Ryan Day-Ohio State-Buckeyes-Ohio State football
Ohio State coach Ryan Day previewed his first season in charge of the Buckeyes at Big Ten Media Days. (Jim Young/Imagn)

Ohio State Football

What We Learned about Ohio State at Big Ten Media Days

CHICAGO — Ohio State is certainly aware of the preseason polls, particularly the ones that have the program’s hated rival projected on top of the Big Ten.

But the two-time defending conference champions aren’t spending any time worrying about them.
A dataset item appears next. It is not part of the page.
//! Workshop bookings

pub mod models;
pub mod service;

pub use models::{Booking, BookingId, BookingStatus, NewBooking};
pub use service::*;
For starters, the votes don’t actually mean anything on the field. The Buckeyes also have recent history on their side both when it comes to winning both the league and The Game. And they have more than enough motivation to go claim a third straight title without needing to put up bulletin-board material that has Michigan picked to finally knock off Ohio State.

“I think people read it,” Day said. “I think our guys read it, they see it. Especially with social media, it’s more available than ever. But that’s not something that we focus on. I’ve talked to our guys about the expectations at Ohio State couldn’t be any higher year in and year out. We know that.  … But in the end, what matters is if we win the game, and the only thing that’s going to help us do that is if we get better day in and day out and focus on right now.

“We have a lot to prove. This is a new staff. This is a new team. We haven’t done anything yet. … It’s going to come down to proving it on the field. That’s what matters in the end. We’ve got to do it as a staff. We’ve got to do it as offense, defense and special teams.”

The Buckeyes have more than enough talent to claim the hardware that was on display to Day’s right on stage at the Hilton Chicago on Thursday.

And here’s what Lettermen Row learned about the program after an afternoon of interviews with the first-year coach, safety Jordan Fuller, defensive end Jonathon Cooper and wide receiver K.J. Hill in the Windy City.

Ryan Day-Ohio State-Buckeyes-Ohio State football

Ohio State coach Ryan Day is trying to help the Buckeyes defend the Big Ten championship again. (Jim Young/Imagn)

Ohio State will have a quarterback competition

The most likely outcome hasn’t changed at all. But Ryan Day also isn’t going to deviate from the plan he laid out to get there.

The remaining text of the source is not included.